Do your end users always happily conform to your suggestions?

Zimba: Not always. Take a user group that wants to buy a scheduling system. Sometimes you get into it, and all of a sudden you're working with a group that's already gone far down the line, talked to all the vendors on their own, and they've got to have only this one! Then they come to me and say, "Negotiate the deal."

Well, I'm basically done. I'm cooked. The vendor knows they have an end user that's really bought into them. And now I have to spend a lot of time loosening [that bond]. Sometimes I'm successful, and the times I'm not, I know we're going to pay a premium for that.

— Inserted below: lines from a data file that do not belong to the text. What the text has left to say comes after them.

//! Access token model and status state machine.

use chrono::{DateTime, Utc};
use serde::{Deserialize, Serialize};
use uuid::Uuid;

/// Lifecycle status of an access token.
///
/// `Active` is the initial state. `Expired` can be superseded by a renewal;
/// `Revoked` is permanently terminal.
#[derive(Debug, Clone, Copy, PartialEq, Eq, Serialize, Deserialize, Default)]
#[serde(rename_all = "lowercase")]
pub enum TokenStatus {
    #[default]
    Active,
    Expired,
    Revoked,
}

impl TokenStatus {
    pub fn as_str(&self) -> &'static str {
        match self {
            Self::Active => "active",
            Self::Expired => "expired",
            Self::Revoked => "revoked",
        }
    }

    pub fn parse(s: &str) -> Option<Self> {
        match s {
            "active" => Some(Self::Active),
            "expired" => Some(Self::Expired),
            "revoked" => Some(Self::Revoked),
            _ => None,
        }
    }

    /// Whether a renewal is allowed from this status.
    pub fn is_renewable(&self) -> bool {
        matches!(self, Self::Active | Self::Expired)
    }
}

impl std::fmt::Display for TokenStatus {
    fn fmt(&self, f: &mut std::fmt::Formatter<'_>) -> std::fmt::Result {
        write!(f, "{}", self.as_str())
    }
}

/// Access token stored in the database.
#[derive(Debug, Clone, Serialize, Deserialize)]
pub struct AccessToken {
    /// Unique identifier (UUID)
    pub id: Uuid,
    /// Opaque secret value; regenerated only by renewal
    pub token: String,
    /// Human-readable label (e.g., "GitHub Token - 2026-08-01")
    pub name: String,
    /// Owning user; None for service-level tokens
    pub user_id: Option<Uuid>,
    /// Service the token is scoped to
    pub service_id: Uuid,
    /// Lifecycle status
    pub status: TokenStatus,
    /// True once an expiry notification has been dispatched
    pub notified: bool,
    /// Optimistic concurrency counter; bumped on every mutating write
    pub version: i32,
    /// Creation timestamp
    pub created_at: DateTime<Utc>,
    /// Expiration timestamp; always after created_at
    pub expires_at: DateTime<Utc>,
    /// Timestamp of the most recent renewal
    pub renewed_at: Option<DateTime<Utc>>,
}

impl AccessToken {
    /// Check whether the token's expiry horizon has passed.
    ///
    /// Expiry exactly at `now` counts as expired (closed interval on the
    /// expired side).
    pub fn is_expired_at(&self, now: DateTime<Utc>) -> bool {
        self.expires_at <= now
    }

    /// Tokens with no owning user are service-level tokens.
    pub fn is_service_level(&self) -> bool {
        self.user_id.is_none()
    }
}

How about between the two of you? Are there occasions when you are working at cross-purposes?

Zimba: We had an example with the MMIS [materials management information system] that we are changing. My division was stretching the old system, using it in ways that nobody had ever used it before. We put a lot of pressure on the application from a capacity perspective.

Valadja: It was outdated technology.

Zimba: Most health care supply chains run with about 30,000 to 40,000 items in their catalog. We run a catalog with about 130,000 items, because that is what the catalog really is. If I only have 30,000 items in the catalog, [our end users] are going to find the other 100,000 items that aren't in there and put them in on paper and send it down. Well, we started having some performance issues with the system.

Valadja: Big time.

Zimba: We had IT finger-pointing in a certain way. We had my staff finger-pointing in one way. And we had the vendors pointing in another way. What Nick and I had to do was move above all the finger-pointing and figure out what the problem is, because we have a group of end users who are being adversely affected by the poor performance of our system.

How did you resolve this?

Valadja: David and I had the chat first. We said, "These are the issues we have to put on the table with the whole group and work through them." And that's what we did. Both of us at times got a little animated. [Laughs.]

Are you two recognized within the organization as being critical to the turnaround?

Zimba: We get our recognition. We're not out there self-promoting. Where I take the most pride is being a part of this thing we've created. Fate was with me. When I left Arthur Andersen, it was still a very successful company and I was on a successful track. But I joined this place because of the challenge. To be a part of overcoming this tremendous hurdle is very self-rewarding.

Valadja: And I stayed because of the challenge. With the two-hospital system, I had done a lot of things and been there a number of years. It was kind of getting routine, and routine doesn't work for me. This just gets the juices flowing. There are days when it could be less challenging. But to hear our CEO talk about the $140-million turnaround and be able to sit there and think I played a part in that, it's cool.